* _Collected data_
○ ○ ○ ○ ○
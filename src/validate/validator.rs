//! Argument validation logic
//!
//! Checks user-supplied arguments against a method's parameter schema
//! before any model loading or quantization work begins.

use super::error::ValidationError;
use crate::args::ArgumentMap;
use crate::schema::{Constraint, SchemaTable};

/// Validate supplied arguments against the schema for `method`.
///
/// Checks, in order:
/// - the method is registered in the schema table
/// - every supplied key is a parameter the method accepts
/// - every supplied value satisfies its parameter's constraint
///
/// Fail-fast: the first violation aborts the whole check. The function is
/// pure; it reads only its inputs and the table.
pub fn validate_args(
    table: &SchemaTable,
    method: &str,
    args: &ArgumentMap,
) -> Result<(), ValidationError> {
    let Some(schema) = table.lookup(method) else {
        return Err(ValidationError::UnknownMethod {
            method: method.to_string(),
            known: table.method_names().map(String::from).collect(),
        });
    };

    // Recognition pass: every supplied key must be a known parameter.
    for (key, _) in args.iter() {
        if !schema.contains_key(key.as_str()) {
            return Err(ValidationError::UnrecognizedParameter {
                method: method.to_string(),
                key: key.clone(),
                valid: schema.keys().map(|k| (*k).to_string()).collect(),
            });
        }
    }

    // Constraint pass: every supplied value must satisfy its constraint.
    for (key, value) in args.iter() {
        match &schema[key.as_str()] {
            Constraint::Type(expected) => {
                if !expected.contains(&value.type_tag()) {
                    return Err(ValidationError::TypeMismatch {
                        key: key.clone(),
                        expected: expected.clone(),
                        actual: value.type_tag(),
                    });
                }
            }
            Constraint::Enum(allowed) => {
                if !allowed.contains(value) {
                    return Err(ValidationError::ValueNotAllowed {
                        key: key.clone(),
                        allowed: allowed.clone(),
                        actual: value.clone(),
                    });
                }
            }
        }
    }

    Ok(())
}
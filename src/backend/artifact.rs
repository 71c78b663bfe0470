//! Quantized model artifacts and their persistence capability.

use std::fmt;
use std::fs;
use std::path::{Path, PathBuf};
use thiserror::Error;

/// Persistence errors
#[derive(Debug, Error)]
pub enum PersistError {
    #[error("I/O error while saving: {0}")]
    Io(#[from] std::io::Error),

    #[error("external artifact missing at {}", .0.display())]
    MissingArtifact(PathBuf),

    #[error("model writer failed: {0}")]
    Writer(String),
}

/// Writes a model's weights and configuration into a directory.
pub trait ModelStore: Send {
    fn persist(&self, dir: &Path) -> Result<(), PersistError>;
}

/// How a quantized artifact is persisted.
///
/// The variant is fixed when the artifact is produced; `save()` dispatches
/// on it instead of probing the handle for save methods at runtime.
pub enum Persistable {
    /// Hub-style writer (`save_pretrained` shape).
    Pretrained(Box<dyn ModelStore>),
    /// Engine-native writer (third-party `save` shape).
    Native(Box<dyn ModelStore>),
    /// Already written to disk by an external process; persisting only
    /// confirms the artifact exists.
    External(PathBuf),
}

/// Handle to a quantized model, held by the quantizer after a successful
/// `quantize()` call.
pub struct QuantizedModel {
    method: String,
    persistable: Persistable,
}

impl QuantizedModel {
    #[must_use]
    pub fn pretrained(method: impl Into<String>, store: Box<dyn ModelStore>) -> Self {
        Self {
            method: method.into(),
            persistable: Persistable::Pretrained(store),
        }
    }

    #[must_use]
    pub fn native(method: impl Into<String>, store: Box<dyn ModelStore>) -> Self {
        Self {
            method: method.into(),
            persistable: Persistable::Native(store),
        }
    }

    #[must_use]
    pub fn external(method: impl Into<String>, path: PathBuf) -> Self {
        Self {
            method: method.into(),
            persistable: Persistable::External(path),
        }
    }

    /// Method that produced this artifact.
    #[must_use]
    pub fn method(&self) -> &str {
        &self.method
    }

    /// On-disk location, for artifacts written by an external process.
    #[must_use]
    pub fn location(&self) -> Option<&Path> {
        match &self.persistable {
            Persistable::External(path) => Some(path),
            _ => None,
        }
    }

    /// Persist the artifact into `dir`.
    ///
    /// Writer-backed artifacts are written out (creating `dir` if needed);
    /// external artifacts only get an existence check since the external
    /// process already wrote them.
    pub fn persist(&self, dir: &Path) -> Result<(), PersistError> {
        match &self.persistable {
            Persistable::Pretrained(store) | Persistable::Native(store) => {
                fs::create_dir_all(dir)?;
                store.persist(dir)
            }
            Persistable::External(path) => {
                if path.exists() {
                    Ok(())
                } else {
                    Err(PersistError::MissingArtifact(path.clone()))
                }
            }
        }
    }
}

impl fmt::Debug for QuantizedModel {
    fn fmt(&self, f: &mut fmt::Formatter<'_>) -> fmt::Result {
        let kind = match &self.persistable {
            Persistable::Pretrained(_) => "pretrained".to_string(),
            Persistable::Native(_) => "native".to_string(),
            Persistable::External(path) => format!("external:{}", path.display()),
        };
        f.debug_struct("QuantizedModel")
            .field("method", &self.method)
            .field("persistable", &kind)
            .finish()
    }
}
○ ○ ○ ○ ○
* _YOUR INSTRUCTIONS_
Among the records, find all lines that include the string "only" and return them.

* _FINISHED TASK_
/// pure; it reads only its inputs and the table.
    /// Already written to disk by an external process; persisting only
    /// external artifacts only get an existence check since the external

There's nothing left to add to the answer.